L’instinct maternel de l’huître plate : Contrairement à sa cousine creuse, l’huître plate Ostrea edulis ne libère pas directement ses ovules dans la mer. Chez elle, la fécondation et le début du développement larvaire se passe dans la coquille de la mère. Les gamètes mâles présents dans l’eau de mer qu’elle filtre fécondent ainsi ses ovules. Les jeunes larves y restent protégées 8 à 10 jours avant d’être libérées dans la colonne d’eau. « C’est le seul bivalve de nos côtes européennes à avoir un instinct maternel », souligne Stéphane Pouvreau. Cette phase de protection permet d’éviter aux larves d’être dispersées par les courants. Une fois libres, les larves évoluent dans toute la colonne d’eau pendant encore une dizaine de jours jusqu’à trouver le substrat adapté sur lequel elles se fixeront pour le restant de leur vie. Et une huître plate peut vivre plus de 30 ans ! 

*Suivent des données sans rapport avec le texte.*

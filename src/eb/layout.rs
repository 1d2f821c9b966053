//! Binary struct overlay layer.
//!
//! The on-disc format is a collection of fixed-width, big-endian, byte-packed
//! records: catalog headers, subbook descriptors, search-index tables and the
//! payloads carried by text escape tokens. A [`RecordLayout`] describes one
//! such record as an ordered field list; a [`RawRecord`] couples a layout
//! with the raw bytes and offers typed accessors.
//!
//! Every layout declares its on-disk size, and [`RecordLayout::validate`]
//! refuses any layout whose fields do not tile that size exactly. The
//! registry runs this check over every known layout at startup, so a drifted
//! format table fails fast instead of silently mis-slicing records.

use byteorder::{BigEndian, ByteOrder};

use super::charset::{self, Encoding};
use super::error::{EbError, Result};

/// How a field's raw bytes are interpreted.
#[derive(Debug, Clone, Copy, PartialEq, Eq)]
pub enum FieldKind {
    /// Plain big-endian unsigned integer, 1, 2 or 4 bytes wide.
    UInt,
    /// 3-byte big-endian unsigned integer.
    U24,
    /// Binary-coded decimal, 2 or 4 bytes wide.
    Bcd,
    /// Fixed-length encoded string, NUL-truncated.
    Str,
    /// Opaque bytes (payload data, padding, fields with unknown meaning).
    Bytes,
}

#[derive(Debug, Clone, Copy)]
pub struct FieldDef {
    pub name: &'static str,
    pub offset: usize,
    pub width: usize,
    pub kind: FieldKind,
}

/// Declarative description of one fixed-size on-disk record.
#[derive(Debug)]
pub struct RecordLayout {
    pub name: &'static str,
    /// Declared on-disk size in bytes. Escape-token payload layouts include
    /// the 2 leading code bytes, matching how the records appear on disc.
    pub size: usize,
    pub fields: &'static [FieldDef],
}

impl RecordLayout {
    /// Checks that the field list tiles the declared size exactly: fields
    /// are contiguous from offset 0, widths are legal for their kind, and
    /// the total equals `size`.
    pub fn validate(&self) -> Result<()> {
        let mut end = 0usize;
        for field in self.fields {
            let width_ok = match field.kind {
                FieldKind::UInt => matches!(field.width, 1 | 2 | 4),
                FieldKind::U24 => field.width == 3,
                FieldKind::Bcd => matches!(field.width, 2 | 4),
                FieldKind::Str | FieldKind::Bytes => field.width > 0,
            };
            if field.offset != end || !width_ok {
                return Err(EbError::Layout {
                    layout: self.name,
                    declared: self.size,
                    computed: field.offset + field.width,
                });
            }
            end = field.offset + field.width;
        }
        if end != self.size {
            return Err(EbError::Layout {
                layout: self.name,
                declared: self.size,
                computed: end,
            });
        }
        Ok(())
    }

    fn field(&self, name: &str) -> Result<&FieldDef> {
        self.fields
            .iter()
            .find(|f| f.name == name)
            .ok_or(EbError::Layout {
                layout: self.name,
                declared: self.size,
                computed: 0,
            })
    }
}

/// Decode a big-endian BCD field: each nibble is one decimal digit, most
/// significant first. 2 bytes yield 0..=9999, 4 bytes 0..=99999999.
///
/// Nibble values of 10 or more are out of contract for the format; they
/// produce an unspecified value without panicking, mirroring the on-disc
/// convention of not validating these fields.
pub fn bcd_decode(bytes: &[u8]) -> u64 {
    let mut value = 0u64;
    for b in bytes {
        value = value * 100 + ((b >> 4) & 0x0f) as u64 * 10 + (b & 0x0f) as u64;
    }
    value
}

/// A fixed-size record overlaid on a byte buffer.
///
/// Accessors look fields up by name and fail with a layout error when asked
/// for a field under the wrong kind, which again indicates a format-table
/// bug rather than corrupt data.
pub struct RawRecord<'a> {
    layout: &'static RecordLayout,
    bytes: &'a [u8],
}

impl<'a> RawRecord<'a> {
    pub fn new(layout: &'static RecordLayout, bytes: &'a [u8]) -> Result<Self> {
        if bytes.len() != layout.size {
            return Err(EbError::InvalidFormat(format!(
                "Record {} needs {} bytes, got {}",
                layout.name,
                layout.size,
                bytes.len()
            )));
        }
        Ok(Self { layout, bytes })
    }

    pub fn layout(&self) -> &'static RecordLayout {
        self.layout
    }

    fn slice(&self, field: &FieldDef) -> &'a [u8] {
        &self.bytes[field.offset..field.offset + field.width]
    }

    /// Plain unsigned integer field (`UInt` or `U24`).
    pub fn uint(&self, name: &str) -> Result<u64> {
        let field = self.layout.field(name)?;
        let raw = self.slice(field);
        let value = match field.kind {
            FieldKind::UInt => match field.width {
                1 => raw[0] as u64,
                2 => BigEndian::read_u16(raw) as u64,
                4 => BigEndian::read_u32(raw) as u64,
                _ => {
                    return Err(EbError::Layout {
                        layout: self.layout.name,
                        declared: self.layout.size,
                        computed: field.offset,
                    })
                }
            },
            FieldKind::U24 => BigEndian::read_u24(raw) as u64,
            _ => {
                return Err(EbError::Layout {
                    layout: self.layout.name,
                    declared: self.layout.size,
                    computed: field.offset,
                })
            }
        };
        Ok(value)
    }

    /// Binary-coded-decimal field.
    pub fn bcd(&self, name: &str) -> Result<u64> {
        let field = self.layout.field(name)?;
        if field.kind != FieldKind::Bcd {
            return Err(EbError::Layout {
                layout: self.layout.name,
                declared: self.layout.size,
                computed: field.offset,
            });
        }
        Ok(bcd_decode(self.slice(field)))
    }

    /// Raw bytes of any field.
    pub fn bytes(&self, name: &str) -> Result<&'a [u8]> {
        Ok(self.slice(self.layout.field(name)?))
    }

    /// Fixed-length encoded string field: NUL-truncated, decoded under the
    /// given encoding, trailing whitespace trimmed.
    pub fn str(&self, name: &str, encoding: Encoding) -> Result<String> {
        let field = self.layout.field(name)?;
        if field.kind != FieldKind::Str {
            return Err(EbError::Layout {
                layout: self.layout.name,
                declared: self.layout.size,
                computed: field.offset,
            });
        }
        Ok(charset::decode_fixed(self.slice(field), encoding))
    }
}
//! HTTP request handlers organized by functionality

pub mod api;
pub mod htmx;

// Re-export handler functions
pub use api::{QueryRequest, api_open_session, api_set_query, api_state, api_trending};
pub use htmx::{QueryForm, results_fragment, set_query_fragment, trending_fragment};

Des collecteurs immergés en mer d’Iroise pour la langouste rouge

Une expérimentation analogue sera menée dans les prochaines semaines sur la langouste rouge. Comme l’huître plate, c’est une espèce qui a été fortement pêchée sur les côtes bretonnes et qui connaît un fort déclin. Alors que 250 tonnes étaient pêchées chaque année au sortir de la guerre dans le seul port d’Audierne (29) pour une production nationale de près de 1000 tonnes, seulement 50 tonnes par an étaient pêchées à la fin des années 90 pour l’ensemble de la façade Atlantique. Des mesures de gestion sont appliquées sur cette espèce depuis les années 2000 : taille minimale de capture (110 mm actuellement), zone d’interdiction de pêche de 20 km2, interdiction de pêche de janvier à mars ou encore remise à l’eau des femelles portant des œufs. En parallèle, un suivi scientifique a été mené par l’Ifremer, avec notamment le marquage d’individus pour étudier leur comportement d’une année sur l’autre.

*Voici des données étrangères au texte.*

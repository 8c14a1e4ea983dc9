//! Error types for catalog, trend store and orchestrator operations.

use thiserror::Error;

/// Errors returned by a movie catalog.
#[derive(Debug, Clone, Error, PartialEq)]
pub enum CatalogError {
    /// The request never produced an HTTP response.
    #[error("Network error: {reason}")]
    Network {
        /// The reason for the network error
        reason: String,
    },

    /// The catalog answered with a non-success HTTP status.
    #[error("Catalog returned HTTP {status}")]
    Status {
        /// HTTP status code of the response
        status: u16,
    },

    /// The response body was not the JSON we expected.
    #[error("Parse error: {reason}")]
    Parse {
        /// The reason for the parse error
        reason: String,
    },

    /// The catalog answered successfully but flagged a failure in the body.
    #[error("Catalog reported failure: {}", message.as_deref().unwrap_or("no message"))]
    Api {
        /// Message carried by the response body, if any
        message: Option<String>,
    },
}

impl CatalogError {
    /// Message shown to the user when a fetch fails for this reason.
    ///
    /// API-level failures surface the catalog's own message; everything
    /// else collapses into one generic message.
    pub fn user_message(&self) -> String {
        match self {
            CatalogError::Api { message } => message
                .clone()
                .filter(|m| !m.is_empty())
                .unwrap_or_else(|| API_FAILURE_MESSAGE.to_string()),
            _ => TRANSPORT_FAILURE_MESSAGE.to_string(),
        }
    }
}

/// Shown when the catalog flags a failure without a message.
pub const API_FAILURE_MESSAGE: &str = "Failed to fetch movies";

/// Shown for transport, status and parse failures.
pub const TRANSPORT_FAILURE_MESSAGE: &str = "Error fetching movies, Please try again later";

/// Errors returned by a trend store.
#[derive(Debug, Clone, Error, PartialEq)]
pub enum TrendStoreError {
    /// The request never produced an HTTP response.
    #[error("Network error: {reason}")]
    Network {
        /// The reason for the network error
        reason: String,
    },

    /// The store answered with a non-success HTTP status.
    #[error("Trend store returned HTTP {status}: {body}")]
    Status {
        /// HTTP status code of the response
        status: u16,
        /// Response body, kept for diagnostics
        body: String,
    },

    /// The response body was not the JSON we expected.
    #[error("Parse error: {reason}")]
    Parse {
        /// The reason for the parse error
        reason: String,
    },

    /// Project, database or collection identifiers are missing.
    #[error("Trend store is not configured: {missing} missing")]
    NotConfigured {
        /// Name of the first missing setting
        missing: &'static str,
    },
}

/// Errors returned by the search orchestrator handle.
#[derive(Debug, Clone, Error, PartialEq)]
pub enum SearchError {
    /// The orchestrator actor has stopped and no longer accepts commands.
    #[error("Search orchestrator has shut down")]
    OrchestratorShutdown,
}

#[cfg(test)]
mod tests {
    use super::*;

    #[test]
    fn test_catalog_user_messages() {
        assert_eq!(
            CatalogError::Status { status: 500 }.user_message(),
            TRANSPORT_FAILURE_MESSAGE
        );
        assert_eq!(
            CatalogError::Parse {
                reason: "eof".to_string()
            }
            .user_message(),
            TRANSPORT_FAILURE_MESSAGE
        );
        assert_eq!(
            CatalogError::Api {
                message: Some("Invalid API key".to_string())
            }
            .user_message(),
            "Invalid API key"
        );
        assert_eq!(
            CatalogError::Api { message: None }.user_message(),
            API_FAILURE_MESSAGE
        );
        assert_eq!(
            CatalogError::Api {
                message: Some(String::new())
            }
            .user_message(),
            API_FAILURE_MESSAGE
        );
    }
}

Mais les données biologiques manquent encore sur le recrutement de l’espèce : le cycle larvaire et les premiers stades fixés sur le fond. « Nous observons beaucoup de jeunes individus, à un niveau jamais rencontré par les pêcheurs depuis 30 ans. Nous voulons comprendre les causes, et les variations d’une année sur l’autre », précise Martial Laurans, chercheur au Laboratoire halieutique de l’Ifremer et responsable du projet Reccru (Recrutement crustacés). Dans le cadre de ce projet, deux types de collecteur de fond sont en cours d’installation en mer d’Iroise et en baie de Morlaix, avec des suivis réguliers par plongées pendant les trois prochaines années.

Ces projets visent tous deux à mieux connaître la biologie de ces espèces autrefois abondantes afin de mettre en place des solutions efficaces pour les restaurer.